◆ **INSTRUCTIONS TO FOLLOW**
Among the records below, find each line bearing the word "TransferSummary" and copy it.

◆ **SUPPLIED RECORDS**
Start of Block
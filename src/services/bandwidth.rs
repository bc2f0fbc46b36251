//! Byte counting stream adapter.
//!
//! [`BandwidthTracker`] passes chunks through untouched while counting them,
//! optionally fails the stream once a byte limit is crossed, and reports a
//! single [`TransferSummary`] when the stream ends, errors, or is dropped.

use bytes::Bytes;
use futures::Stream;
use std::{
    error::Error,
    fmt, io,
    pin::Pin,
    task::{Context, Poll},
};

/// Raised inside the stream when more than `limit` bytes arrive.
#[derive(Debug, Clone, Copy, PartialEq, Eq)]
pub struct LimitExceeded {
    pub limit: u64,
}

impl fmt::Display for LimitExceeded {
    fn fmt(&self, f: &mut fmt::Formatter<'_>) -> fmt::Result {
        write!(f, "transfer exceeded {} bytes", self.limit)
    }
}

impl Error for LimitExceeded {}

/// True when `err` was produced by a tracker's byte limit.
pub fn is_limit_exceeded(err: &io::Error) -> bool {
    err.get_ref()
        .is_some_and(|inner| inner.is::<LimitExceeded>())
}

/// Outcome reported once per tracked stream.
#[derive(Debug, Clone, Copy, PartialEq, Eq)]
pub struct TransferSummary {
    pub bytes: u64,
    /// The underlying stream reached its end without error.
    pub finished: bool,
}

type CloseHook = Box<dyn FnOnce(TransferSummary) + Send>;

pub struct BandwidthTracker<S> {
    inner: S,
    bytes: u64,
    limit: Option<u64>,
    done: bool,
    finished: bool,
    on_close: Option<CloseHook>,
}

impl<S> BandwidthTracker<S> {
    pub fn new(inner: S) -> Self {
        Self {
            inner,
            bytes: 0,
            limit: None,
            done: false,
            finished: false,
            on_close: None,
        }
    }

    pub fn with_limit(mut self, limit: u64) -> Self {
        self.limit = Some(limit);
        self
    }

    pub fn on_close<F>(mut self, hook: F) -> Self
    where
        F: FnOnce(TransferSummary) + Send + 'static,
    {
        self.on_close = Some(Box::new(hook));
        self
    }

    fn close(&mut self) {
        self.done = true;
        if let Some(hook) = self.on_close.take() {
            hook(TransferSummary {
                bytes: self.bytes,
                finished: self.finished,
            });
        }
    }
}

impl<S> Stream for BandwidthTracker<S>
where
    S: Stream<Item = io::Result<Bytes>> + Unpin,
{
    type Item = io::Result<Bytes>;

    fn poll_next(self: Pin<&mut Self>, cx: &mut Context<'_>) -> Poll<Option<Self::Item>> {
        let this = self.get_mut();
        if this.done {
            return Poll::Ready(None);
        }

        match Pin::new(&mut this.inner).poll_next(cx) {
            Poll::Pending => Poll::Pending,
            Poll::Ready(Some(Ok(chunk))) => {
                this.bytes += chunk.len() as u64;
                if let Some(limit) = this.limit.filter(|limit| this.bytes > *limit) {
                    this.close();
                    return Poll::Ready(Some(Err(io::Error::other(LimitExceeded { limit }))));
                }
                Poll::Ready(Some(Ok(chunk)))
            }
            Poll::Ready(Some(Err(err))) => {
                this.close();
                Poll::Ready(Some(Err(err)))
            }
            Poll::Ready(None) => {
                this.finished = true;
                this.close();
                Poll::Ready(None)
            }
        }
    }
}

impl<S> Drop for BandwidthTracker<S> {
    fn drop(&mut self) {
        self.close();
    }
}
//! Upload and download token persistence.
//!
//! Completion is a conditional update (`WHERE completed = 0`) so two finalize
//! calls racing on the same token cannot both win, even across processes
//! sharing one database.

use async_trait::async_trait;
use base64::{Engine as _, engine::general_purpose::URL_SAFE_NO_PAD};
use chrono::{DateTime, Utc};
use rand::RngCore;
use serde::Serialize;
use sqlx::SqlitePool;
use std::sync::Arc;
use uuid::Uuid;

use crate::{
    models::token::{DownloadToken, NewDownloadToken, NewUploadToken, UploadToken},
    services::object_store::{StoreError, StoreResult},
};

/// Random bytes behind every external token handle.
const TOKEN_BYTES: usize = 32;

#[derive(Clone, Debug, Default, Serialize)]
pub struct TokenStats {
    pub upload_tokens_pending: i64,
    pub upload_tokens_completed: i64,
    pub download_tokens_pending: i64,
    pub download_tokens_completed: i64,
    pub bytes_uploaded: i64,
    pub bytes_served: i64,
}

#[async_trait]
pub trait TokenStore: Send + Sync {
    async fn create_upload_token(
        &self,
        token: NewUploadToken,
        expires_at: DateTime<Utc>,
    ) -> StoreResult<UploadToken>;
    async fn get_upload_token_by_token(&self, token: &str) -> StoreResult<UploadToken>;
    async fn mark_upload_progress(&self, id: Uuid, bytes: i64) -> StoreResult<()>;
    /// Succeeds for exactly one caller per token; later calls get `AlreadyCompleted`.
    async fn complete_upload_token(
        &self,
        id: Uuid,
        object_id: Uuid,
        bytes: i64,
    ) -> StoreResult<UploadToken>;

    async fn create_download_token(
        &self,
        token: NewDownloadToken,
        expires_at: DateTime<Utc>,
    ) -> StoreResult<DownloadToken>;
    async fn get_download_token_by_token(&self, token: &str) -> StoreResult<DownloadToken>;
    async fn mark_download_progress(&self, id: Uuid, bytes: i64) -> StoreResult<()>;
    /// Reserve the single streamed read. Later claims get `AlreadyCompleted`.
    async fn claim_download_token(&self, id: Uuid) -> StoreResult<()>;
    /// Succeeds for exactly one caller per token; later calls get `AlreadyCompleted`.
    async fn complete_download_token(&self, id: Uuid, bytes: i64) -> StoreResult<DownloadToken>;

    async fn delete_expired_upload_tokens(&self, now: DateTime<Utc>) -> StoreResult<u64>;
    async fn delete_expired_download_tokens(&self, now: DateTime<Utc>) -> StoreResult<u64>;
    async fn stats(&self, now: DateTime<Utc>) -> StoreResult<TokenStats>;
}

/// Generate an unguessable, URL-safe token handle.
pub fn generate_token() -> String {
    let mut raw = [0u8; TOKEN_BYTES];
    rand::thread_rng().fill_bytes(&mut raw);
    URL_SAFE_NO_PAD.encode(raw)
}

const UPLOAD_COLUMNS: &str = "id, token, bucket, parent_folder_id, object_name, storage_key, \
     user_id, app_id, max_size, content_type, bytes_uploaded, completed, object_id, \
     expires_at, created_at, client_ip";

const DOWNLOAD_COLUMNS: &str = "id, token, object_id, bucket, object_name, user_id, file_size, \
     bytes_served, started, completed, expires_at, created_at, client_ip";

/// SQLite-backed token store.
#[derive(Clone)]
pub struct SqliteTokenStore {
    db: Arc<SqlitePool>,
}

impl SqliteTokenStore {
    pub fn new(db: Arc<SqlitePool>) -> Self {
        Self { db }
    }

    /// Distinguish a lost completion race from a missing row.
    async fn completion_conflict(&self, table: &str, id: Uuid) -> StoreError {
        let exists = sqlx::query_scalar::<_, i64>(&format!(
            "SELECT COUNT(*) FROM {table} WHERE id = ?"
        ))
        .bind(id)
        .fetch_one(&*self.db)
        .await;
        match exists {
            Ok(0) => StoreError::NotFound(format!("token `{}`", id)),
            Ok(_) => StoreError::AlreadyCompleted,
            Err(err) => StoreError::Database(err),
        }
    }
}

#[async_trait]
impl TokenStore for SqliteTokenStore {
    async fn create_upload_token(
        &self,
        token: NewUploadToken,
        expires_at: DateTime<Utc>,
    ) -> StoreResult<UploadToken> {
        let row = sqlx::query_as::<_, UploadToken>(&format!(
            "INSERT INTO upload_tokens (
                id, token, bucket, parent_folder_id, object_name, storage_key, user_id, app_id,
                max_size, content_type, bytes_uploaded, completed, object_id, expires_at,
                created_at, client_ip
            ) VALUES (?, ?, ?, ?, ?, ?, ?, ?, ?, ?, 0, 0, NULL, ?, ?, ?)
            RETURNING {UPLOAD_COLUMNS}"
        ))
        .bind(Uuid::new_v4())
        .bind(generate_token())
        .bind(&token.bucket)
        .bind(token.parent_folder_id)
        .bind(&token.object_name)
        .bind(&token.storage_key)
        .bind(&token.user_id)
        .bind(&token.app_id)
        .bind(token.max_size)
        .bind(&token.content_type)
        .bind(expires_at)
        .bind(Utc::now())
        .bind(&token.client_ip)
        .fetch_one(&*self.db)
        .await?;
        Ok(row)
    }

    async fn get_upload_token_by_token(&self, token: &str) -> StoreResult<UploadToken> {
        sqlx::query_as::<_, UploadToken>(&format!(
            "SELECT {UPLOAD_COLUMNS} FROM upload_tokens WHERE token = ?"
        ))
        .bind(token)
        .fetch_one(&*self.db)
        .await
        .map_err(|err| match err {
            sqlx::Error::RowNotFound => StoreError::NotFound("upload token".into()),
            other => StoreError::Database(other),
        })
    }

    async fn mark_upload_progress(&self, id: Uuid, bytes: i64) -> StoreResult<()> {
        sqlx::query("UPDATE upload_tokens SET bytes_uploaded = ? WHERE id = ? AND completed = 0")
            .bind(bytes)
            .bind(id)
            .execute(&*self.db)
            .await?;
        Ok(())
    }

    async fn complete_upload_token(
        &self,
        id: Uuid,
        object_id: Uuid,
        bytes: i64,
    ) -> StoreResult<UploadToken> {
        let row = sqlx::query_as::<_, UploadToken>(&format!(
            "UPDATE upload_tokens SET completed = 1, object_id = ?, bytes_uploaded = ?
             WHERE id = ? AND completed = 0
             RETURNING {UPLOAD_COLUMNS}"
        ))
        .bind(object_id)
        .bind(bytes)
        .bind(id)
        .fetch_optional(&*self.db)
        .await?;

        match row {
            Some(token) => Ok(token),
            None => Err(self.completion_conflict("upload_tokens", id).await),
        }
    }

    async fn create_download_token(
        &self,
        token: NewDownloadToken,
        expires_at: DateTime<Utc>,
    ) -> StoreResult<DownloadToken> {
        let row = sqlx::query_as::<_, DownloadToken>(&format!(
            "INSERT INTO download_tokens (
                id, token, object_id, bucket, object_name, user_id, file_size, bytes_served,
                started, completed, expires_at, created_at, client_ip
            ) VALUES (?, ?, ?, ?, ?, ?, ?, 0, 0, 0, ?, ?, ?)
            RETURNING {DOWNLOAD_COLUMNS}"
        ))
        .bind(Uuid::new_v4())
        .bind(generate_token())
        .bind(token.object_id)
        .bind(&token.bucket)
        .bind(&token.object_name)
        .bind(&token.user_id)
        .bind(token.file_size)
        .bind(expires_at)
        .bind(Utc::now())
        .bind(&token.client_ip)
        .fetch_one(&*self.db)
        .await?;
        Ok(row)
    }

    async fn get_download_token_by_token(&self, token: &str) -> StoreResult<DownloadToken> {
        sqlx::query_as::<_, DownloadToken>(&format!(
            "SELECT {DOWNLOAD_COLUMNS} FROM download_tokens WHERE token = ?"
        ))
        .bind(token)
        .fetch_one(&*self.db)
        .await
        .map_err(|err| match err {
            sqlx::Error::RowNotFound => StoreError::NotFound("download token".into()),
            other => StoreError::Database(other),
        })
    }

    async fn mark_download_progress(&self, id: Uuid, bytes: i64) -> StoreResult<()> {
        sqlx::query("UPDATE download_tokens SET bytes_served = ? WHERE id = ? AND completed = 0")
            .bind(bytes)
            .bind(id)
            .execute(&*self.db)
            .await?;
        Ok(())
    }

    async fn claim_download_token(&self, id: Uuid) -> StoreResult<()> {
        let result = sqlx::query(
            "UPDATE download_tokens SET started = 1
             WHERE id = ? AND started = 0 AND completed = 0",
        )
        .bind(id)
        .execute(&*self.db)
        .await?;
        if result.rows_affected() == 0 {
            return Err(self.completion_conflict("download_tokens", id).await);
        }
        Ok(())
    }

    async fn complete_download_token(&self, id: Uuid, bytes: i64) -> StoreResult<DownloadToken> {
        let row = sqlx::query_as::<_, DownloadToken>(&format!(
            "UPDATE download_tokens SET completed = 1, bytes_served = ?
             WHERE id = ? AND completed = 0
             RETURNING {DOWNLOAD_COLUMNS}"
        ))
        .bind(bytes)
        .bind(id)
        .fetch_optional(&*self.db)
        .await?;

        match row {
            Some(token) => Ok(token),
            None => Err(self.completion_conflict("download_tokens", id).await),
        }
    }

    async fn delete_expired_upload_tokens(&self, now: DateTime<Utc>) -> StoreResult<u64> {
        let result = sqlx::query("DELETE FROM upload_tokens WHERE expires_at < ?")
            .bind(now)
            .execute(&*self.db)
            .await?;
        Ok(result.rows_affected())
    }

    async fn delete_expired_download_tokens(&self, now: DateTime<Utc>) -> StoreResult<u64> {
        let result = sqlx::query("DELETE FROM download_tokens WHERE expires_at < ?")
            .bind(now)
            .execute(&*self.db)
            .await?;
        Ok(result.rows_affected())
    }

    async fn stats(&self, now: DateTime<Utc>) -> StoreResult<TokenStats> {
        let (upload_pending, upload_completed, bytes_uploaded): (i64, i64, i64) = sqlx::query_as(
            "SELECT
                COALESCE(SUM(CASE WHEN completed = 0 AND expires_at >= ? THEN 1 ELSE 0 END), 0),
                COALESCE(SUM(CASE WHEN completed = 1 THEN 1 ELSE 0 END), 0),
                COALESCE(SUM(bytes_uploaded), 0)
             FROM upload_tokens",
        )
        .bind(now)
        .fetch_one(&*self.db)
        .await?;

        let (download_pending, download_completed, bytes_served): (i64, i64, i64) =
            sqlx::query_as(
                "SELECT
                    COALESCE(SUM(CASE WHEN completed = 0 AND expires_at >= ? THEN 1 ELSE 0 END), 0),
                    COALESCE(SUM(CASE WHEN completed = 1 THEN 1 ELSE 0 END), 0),
                    COALESCE(SUM(bytes_served), 0)
                 FROM download_tokens",
            )
            .bind(now)
            .fetch_one(&*self.db)
            .await?;

        Ok(TokenStats {
            upload_tokens_pending: upload_pending,
            upload_tokens_completed: upload_completed,
            download_tokens_pending: download_pending,
            download_tokens_completed: download_completed,
            bytes_uploaded,
            bytes_served,
        })
    }
}
//! Bucket administration.

use axum::{
    Json,
    extract::{Path, Query, State},
    http::StatusCode,
    response::IntoResponse,
};
use serde::Deserialize;
use serde_json::json;

use crate::{auth::CallerIdentity, errors::AppError, services::gateway::TransferGateway};

#[derive(Debug, Deserialize)]
pub struct CreateBucketReq {
    pub name: String,
    #[serde(default)]
    pub public: bool,
}

#[derive(Debug, Default, Deserialize)]
pub struct DeleteBucketQuery {
    #[serde(default)]
    pub cascade: bool,
}

/// `POST /storage/buckets`
pub async fn create_bucket(
    State(gateway): State<TransferGateway>,
    caller: CallerIdentity,
    Json(req): Json<CreateBucketReq>,
) -> Result<impl IntoResponse, AppError> {
    let bucket = gateway.create_bucket(&caller, &req.name, req.public).await?;
    Ok((StatusCode::CREATED, Json(json!({ "name": bucket.name }))))
}

/// `GET /storage/buckets`
pub async fn list_buckets(
    State(gateway): State<TransferGateway>,
    _caller: CallerIdentity,
) -> Result<impl IntoResponse, AppError> {
    Ok(Json(gateway.list_buckets().await?))
}

/// `DELETE /storage/buckets/{bucket}?cascade=bool`
pub async fn delete_bucket(
    State(gateway): State<TransferGateway>,
    caller: CallerIdentity,
    Path(bucket): Path<String>,
    Query(query): Query<DeleteBucketQuery>,
) -> Result<impl IntoResponse, AppError> {
    gateway.delete_bucket(&caller, &bucket, query.cascade).await?;
    Ok(Json(json!({ "deleted": bucket })))
}
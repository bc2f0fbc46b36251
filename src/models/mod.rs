//! Core data models for the transfer gateway.
//!
//! Buckets and objects describe the logical file tree; upload and download
//! tokens describe single transfers brokered against that tree. All of them
//! map to SQLite rows via `sqlx::FromRow` and serialize as JSON via `serde`.

pub mod bucket;
pub mod object;
pub mod token;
End of Block
◆ **ANSWER SPACE**
//! single [`TransferSummary`] when the stream ends, errors, or is dropped.
pub struct TransferSummary {
type CloseHook = Box<dyn FnOnce(TransferSummary) + Send>;
        F: FnOnce(TransferSummary) + Send + 'static,
            hook(TransferSummary {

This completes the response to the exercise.